--- Task item ---
Search the listing below for the word "StateStore", and copy every line in which it turns up.
Extracted material Start Marker
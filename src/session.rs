//! Session driver: installs requests and runs the transition protocol.
//!
//! A [`Session`] is the explicit context object that ties the state store, the
//! transport and the request sequence together. Each intent method builds a
//! request through the [`RequestDispatcher`], installs it, and drives it
//! through the protocol:
//!
//! ```text
//! install (seq n) → loading = true → transport.send().await → settle
//!                                                         │
//!        latest?  yes → loading = false → handle_settlement → cascade? ─┐
//!                 no  → discard (unless 403)                          │
//!        ◄────────────────────────── install list(token) ◄────────────┘
//! ```
//!
//! Several intents may be awaited concurrently on one session. Each installed
//! request takes the next sequence number; when a response settles after a
//! newer request was installed it is dropped, so an older answer can never
//! overwrite a fresher one. A 403 is still honored, since it means the token
//! is dead no matter which request found out; it also retires every request
//! still in flight, so nothing sent with the dead token lands afterwards.

use crate::app::{
    handle_settlement, AppState, PendingRequest, RequestDispatcher, Settlement, StateStore,
};
use crate::domain::error::{Result, SessionError};
use crate::domain::{Credentials, ShoppingItem};
use crate::storage::Storage;
use crate::transport::Transport;
use std::sync::atomic::{AtomicU64, Ordering};
use std::sync::{Mutex, MutexGuard};

/// One client session against the shopping API.
///
/// # Example
///
/// ```rust
/// use shopping_session::storage::MemoryStorage;
/// use shopping_session::transport::{HttpResponse, ScriptedTransport};
/// use shopping_session::{Credentials, Session};
///
/// # let rt = tokio::runtime::Builder::new_current_thread().enable_all().build().unwrap();
/// # rt.block_on(async {
/// let transport = ScriptedTransport::new();
/// transport.push(HttpResponse::ok(r#"{"token":"T"}"#));
/// transport.push(HttpResponse::ok("[]"));
///
/// let session = Session::new(Box::new(MemoryStorage::default()), transport)?;
/// session.login(&Credentials::new("u", "p")).await?;
///
/// let state = session.state()?;
/// assert!(state.is_logged);
/// assert_eq!(state.token, "T");
/// assert!(state.list.is_empty());
/// # Ok::<(), shopping_session::SessionError>(())
/// # }).unwrap();
/// ```
pub struct Session<T: Transport> {
    store: Mutex<StateStore>,
    transport: T,
    latest: AtomicU64,
}

impl<T: Transport> Session<T> {
    /// Opens a session, seeding state from the storage backend.
    ///
    /// # Errors
    ///
    /// Returns an error if a stored snapshot exists but cannot be read.
    pub fn new(storage: Box<dyn Storage>, transport: T) -> Result<Self> {
        let store = StateStore::open(storage)?;
        Ok(Self {
            store: Mutex::new(store),
            transport,
            latest: AtomicU64::new(0),
        })
    }

    /// Snapshot of the current state.
    ///
    /// # Errors
    ///
    /// Returns an error if the state lock was poisoned.
    pub fn state(&self) -> Result<AppState> {
        Ok(self.lock()?.state().clone())
    }

    /// The transport requests are sent through.
    pub const fn transport(&self) -> &T {
        &self.transport
    }

    /// Shows a message produced outside the request cycle, e.g. a form check.
    ///
    /// An empty message clears the current one.
    ///
    /// # Errors
    ///
    /// Returns an error if the state cannot be persisted.
    pub fn set_error(&self, message: impl Into<String>) -> Result<()> {
        self.lock()?.set_error(message)
    }

    /// Fetches the list with the given token.
    ///
    /// # Errors
    ///
    /// Returns an error if the state cannot be persisted.
    pub async fn list(&self, token: &str) -> Result<()> {
        let request = self.with_dispatcher(|dispatcher| Ok(dispatcher.list(token)))?;
        self.dispatch(request).await
    }

    /// Fetches the list with the session's own token.
    ///
    /// # Errors
    ///
    /// Returns an error if the state cannot be persisted.
    pub async fn refresh(&self) -> Result<()> {
        let token = self.lock()?.state().token.clone();
        self.list(&token).await
    }

    /// Adds an item; the list is refetched once the server accepts it.
    ///
    /// # Errors
    ///
    /// Returns [`SessionError::InvalidItem`] without contacting the server if
    /// the item is invalid, or an error if the state cannot be persisted.
    pub async fn add(&self, item: &ShoppingItem) -> Result<()> {
        let request = self.with_dispatcher(|dispatcher| dispatcher.add(item))?;
        self.dispatch(request).await
    }

    /// Removes the item with the given id; the list is refetched afterwards.
    ///
    /// # Errors
    ///
    /// Returns [`SessionError::InvalidItem`] if `id` is empty, or an error if
    /// the state cannot be persisted.
    pub async fn remove(&self, id: &str) -> Result<()> {
        let request = self.with_dispatcher(|dispatcher| dispatcher.remove(id))?;
        self.dispatch(request).await
    }

    /// Replaces a stored item; the list is refetched afterwards.
    ///
    /// # Errors
    ///
    /// Returns [`SessionError::InvalidItem`] if the item has no id or is
    /// invalid, or an error if the state cannot be persisted.
    pub async fn edit(&self, item: &ShoppingItem) -> Result<()> {
        let request = self.with_dispatcher(|dispatcher| dispatcher.edit(item))?;
        self.dispatch(request).await
    }

    /// Creates an account.
    ///
    /// # Errors
    ///
    /// Returns an error if the state cannot be persisted.
    pub async fn register(&self, credentials: &Credentials) -> Result<()> {
        let request = self.with_dispatcher(|dispatcher| dispatcher.register(credentials))?;
        self.dispatch(request).await
    }

    /// Logs in and, on success, fetches the list.
    ///
    /// # Errors
    ///
    /// Returns an error if the state cannot be persisted.
    pub async fn login(&self, credentials: &Credentials) -> Result<()> {
        let request = self.with_dispatcher(|dispatcher| dispatcher.login(credentials))?;
        self.dispatch(request).await
    }

    /// Logs out. The state ends up logged out whatever the server answers.
    ///
    /// # Errors
    ///
    /// Returns an error if the state cannot be persisted.
    pub async fn logout(&self) -> Result<()> {
        let request = self.with_dispatcher(|dispatcher| Ok(dispatcher.logout()))?;
        self.dispatch(request).await
    }

    /// Installs a request and runs it, plus any cascade, to completion.
    ///
    /// # Errors
    ///
    /// Returns an error if the state cannot be persisted.
    pub async fn dispatch(&self, request: PendingRequest) -> Result<()> {
        let mut next = Some(request);
        while let Some(request) = next.take() {
            next = self.run(request).await?;
        }
        Ok(())
    }

    async fn run(&self, request: PendingRequest) -> Result<Option<PendingRequest>> {
        if request.tag == crate::app::ActionTag::None {
            return Ok(None);
        }

        let seq = self.latest.fetch_add(1, Ordering::SeqCst) + 1;
        tracing::debug!(
            seq,
            tag = %request.tag,
            method = %request.method,
            path = %request.path,
            "request installed"
        );

        self.lock()?.set_loading(true);

        let settlement = Settlement::from(self.transport.send(&request).await);

        let mut store = self.lock()?;
        if self.latest.load(Ordering::SeqCst) == seq {
            store.set_loading(false);
        } else if settlement.is_session_expired() {
            tracing::warn!(seq, tag = %request.tag, "stale response reports expired session");
            // Requests still in flight carry the dead token.
            self.latest.fetch_add(1, Ordering::SeqCst);
        } else {
            tracing::debug!(seq, tag = %request.tag, "discarding stale response");
            return Ok(None);
        }

        handle_settlement(&mut store, request.tag, &settlement)
    }

    fn with_dispatcher<F>(&self, build: F) -> Result<PendingRequest>
    where
        F: FnOnce(&mut RequestDispatcher<'_>) -> Result<PendingRequest>,
    {
        let mut store = self.lock()?;
        let mut dispatcher = RequestDispatcher::new(&mut store);
        build(&mut dispatcher)
    }

    fn lock(&self) -> Result<MutexGuard<'_, StateStore>> {
        self.store
            .lock()
            .map_err(|_| SessionError::Storage("session state lock poisoned".to_string()))
    }
}

impl<T: Transport + std::fmt::Debug> std::fmt::Debug for Session<T> {
    fn fmt(&self, f: &mut std::fmt::Formatter<'_>) -> std::fmt::Result {
        f.debug_struct("Session")
            .field("transport", &self.transport)
            .field("latest", &self.latest.load(Ordering::SeqCst))
            .finish_non_exhaustive()
    }
}
//! shopping-session: session and list-synchronization core for an
//! authenticated shopping list client.
//!
//! The crate owns one piece of client state, turns user intents into HTTP
//! requests, interprets the server's answers as state transitions, and keeps
//! the state in a session-scoped store so it survives restarts within a
//! session:
//! - Register, log in and log out against the server
//! - List, add, edit and remove shopping items
//! - Refetch the list after every accepted change, so the server stays the only source of truth
//! - Reset the session whenever the server reports an expired token (403)
//!
//! # Architecture
//!
//! ```text
//! ┌─────────────────────────────────────────────────────┐
//! │  Command-line front end (main.rs)                   │  ← Entry point
//! └─────────────────────────────────────────────────────┘
//!                        │
//! ┌─────────────────────────────────────────────────────┐
//! │  Session (session.rs)                               │  ← Request protocol
//! │  - Sequence numbers, loading flag, cascades         │
//! └─────────────────────────────────────────────────────┘
//!                        │
//! ┌─────────────────────────────────────────────────────┐
//! │  Application Layer (app/)                           │  ← State machine
//! │  - Request dispatcher                               │
//! │  - Response handler                                 │
//! │  - State store                                      │
//! └─────────────────────────────────────────────────────┘
//!         │                    │                    │
//! ┌───────────────┐   ┌───────────────┐   ┌───────────────┐
//! │ Domain        │   │ Storage Layer │   │ Transport     │
//! │ (domain/)     │   │ (storage/)    │   │ (transport/)  │
//! │ - Item, User  │   │ - JSON file   │   │ - reqwest     │
//! │ - Errors      │   │ - In-memory   │   │ - Scripted    │
//! └───────────────┘   └───────────────┘   └───────────────┘
//!                        │
//! ┌─────────────────────────────────────────────────────┐
//! │  Infrastructure & Observability                     │
//! │  - Session paths (infrastructure/)                  │
//! │  - Rotating log file (observability/)               │
//! └─────────────────────────────────────────────────────┘
//! ```
//!
//! # Configuration
//!
//! ```toml
//! # shopping-session.toml
//! base_url = "http://localhost:3000"
//! session_id = "work"
//! state_dir = "~/.cache/shopping-session"
//! trace_level = "debug"
//! request_timeout_secs = 10
//! ```
//!
//! # Example
//!
//! ```rust
//! use shopping_session::storage::MemoryStorage;
//! use shopping_session::transport::{HttpResponse, ScriptedTransport};
//! use shopping_session::{Session, ShoppingItem};
//!
//! # let rt = tokio::runtime::Builder::new_current_thread().enable_all().build().unwrap();
//! # rt.block_on(async {
//! let transport = ScriptedTransport::new();
//! transport.push(HttpResponse::new(201, "Created", ""));
//! transport.push(HttpResponse::ok(r#"[{"_id":"1","type":"milk","count":2,"price":1.25}]"#));
//!
//! let session = Session::new(Box::new(MemoryStorage::default()), transport)?;
//! session.add(&ShoppingItem::new("milk", 2, 1.25)).await?;
//!
//! assert_eq!(session.state()?.list[0].id, "1");
//! # Ok::<(), shopping_session::SessionError>(())
//! # }).unwrap();
//! ```

#![allow(clippy::multiple_crate_versions)]

pub mod app;
pub mod domain;
pub mod infrastructure;
pub mod observability;
pub mod session;
pub mod storage;
pub mod transport;

pub use app::{ActionTag, AppState, Outcome, PendingRequest};
pub use domain::{Credentials, Result, SessionError, ShoppingItem};
pub use session::Session;

use serde::Deserialize;
use std::collections::BTreeMap;
use std::path::{Path, PathBuf};
use std::time::Duration;

const DEFAULT_BASE_URL: &str = "http://localhost:3000";
const DEFAULT_TIMEOUT_SECS: u64 = 30;

/// Client configuration.
#[derive(Debug, Clone, PartialEq, Eq, Deserialize)]
#[serde(default)]
pub struct Config {
    /// Root URL of the shopping API. Default: `http://localhost:3000`
    pub base_url: String,

    /// Session to attach to. Default: `SHOPPING_SESSION`, else the parent process id.
    pub session_id: Option<String>,

    /// Directory for session files and logs. Default: the runtime directory.
    ///
    /// A leading `~` is expanded.
    pub state_dir: Option<PathBuf>,

    /// Tracing filter, e.g. `debug` or `shopping_session=trace`. Default: `"info"`
    pub trace_level: Option<String>,

    /// Per-request timeout in seconds. Default: 30
    pub request_timeout_secs: u64,
}

impl Default for Config {
    fn default() -> Self {
        Self {
            base_url: DEFAULT_BASE_URL.to_string(),
            session_id: None,
            state_dir: None,
            trace_level: None,
            request_timeout_secs: DEFAULT_TIMEOUT_SECS,
        }
    }
}

impl Config {
    /// Parses configuration from a string map, e.g. environment-style settings.
    ///
    /// # Parsing Rules
    ///
    /// - `base_url`: trimmed; blank falls back to the default
    /// - `session_id`, `trace_level`: taken as-is when non-blank
    /// - `state_dir`: `~` expanded
    /// - `request_timeout_secs`: falls back to 30 on parse error or zero
    ///
    /// # Example
    ///
    /// ```rust
    /// use std::collections::BTreeMap;
    /// use shopping_session::Config;
    ///
    /// let mut map = BTreeMap::new();
    /// map.insert("base_url".to_string(), "https://shop.example ".to_string());
    /// map.insert("request_timeout_secs".to_string(), "nope".to_string());
    ///
    /// let config = Config::from_map(&map);
    /// assert_eq!(config.base_url, "https://shop.example");
    /// assert_eq!(config.request_timeout_secs, 30);
    /// ```
    #[must_use]
    pub fn from_map(map: &BTreeMap<String, String>) -> Self {
        let non_blank = |key: &str| {
            map.get(key)
                .map(|value| value.trim().to_string())
                .filter(|value| !value.is_empty())
        };

        let request_timeout_secs = non_blank("request_timeout_secs")
            .and_then(|s| s.parse::<u64>().ok())
            .filter(|secs| *secs > 0)
            .unwrap_or(DEFAULT_TIMEOUT_SECS);

        Self {
            base_url: non_blank("base_url")
                .unwrap_or_else(|| DEFAULT_BASE_URL.to_string()),
            session_id: non_blank("session_id"),
            state_dir: non_blank("state_dir")
                .map(|dir| PathBuf::from(infrastructure::expand_tilde(&dir))),
            trace_level: non_blank("trace_level"),
            request_timeout_secs,
        }
    }

    /// Reads a TOML configuration file. Missing keys keep their defaults.
    ///
    /// # Errors
    ///
    /// Returns [`SessionError::Io`] if the file cannot be read, or
    /// [`SessionError::Config`] if it is not valid TOML for this structure.
    pub fn from_toml_file(path: &Path) -> Result<Self> {
        let contents = std::fs::read_to_string(path)?;
        Self::from_toml_str(&contents)
    }

    /// Parses TOML configuration text.
    ///
    /// # Errors
    ///
    /// Returns [`SessionError::Config`] on invalid TOML or a zero timeout.
    pub fn from_toml_str(contents: &str) -> Result<Self> {
        let mut config: Self = toml::from_str(contents)
            .map_err(|e| SessionError::Config(format!("invalid configuration: {e}")))?;

        if config.request_timeout_secs == 0 {
            return Err(SessionError::Config("request_timeout_secs must be positive".to_string()));
        }
        config.state_dir = config
            .state_dir
            .map(|dir| PathBuf::from(infrastructure::expand_tilde(&dir.to_string_lossy())));
        Ok(config)
    }

    /// Directory holding session files and logs.
    #[must_use]
    pub fn data_dir(&self) -> PathBuf {
        self.state_dir
            .clone()
            .unwrap_or_else(infrastructure::get_data_dir)
    }

    /// File the current session's state is stored in.
    #[must_use]
    pub fn session_path(&self) -> PathBuf {
        let session_id = self
            .session_id
            .clone()
            .unwrap_or_else(infrastructure::default_session_id);
        infrastructure::session_file(&self.data_dir(), &session_id)
    }
}

/// Opens the session described by `config`.
///
/// Restores the session file if one exists, otherwise starts logged out, and
/// connects an HTTP transport to `base_url`.
///
/// # Errors
///
/// Returns an error if the session file cannot be opened or parsed, or the
/// HTTP client cannot be built.
pub fn initialize(config: &Config) -> Result<Session<transport::HttpTransport>> {
    let path = config.session_path();
    tracing::debug!(session_file = ?path, base_url = %config.base_url, "initializing session");

    let storage = storage::JsonSessionStorage::open(path)?;
    let transport = transport::HttpTransport::new(
        config.base_url.clone(),
        Duration::from_secs(config.request_timeout_secs),
    )?;

    Session::new(Box::new(storage), transport)
}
Extracted material End Marker
--- Reply ---
    handle_settlement, AppState, PendingRequest, RequestDispatcher, Settlement, StateStore,
    store: Mutex<StateStore>,
        let store = StateStore::open(storage)?;
    fn lock(&self) -> Result<MutexGuard<'_, StateStore>> {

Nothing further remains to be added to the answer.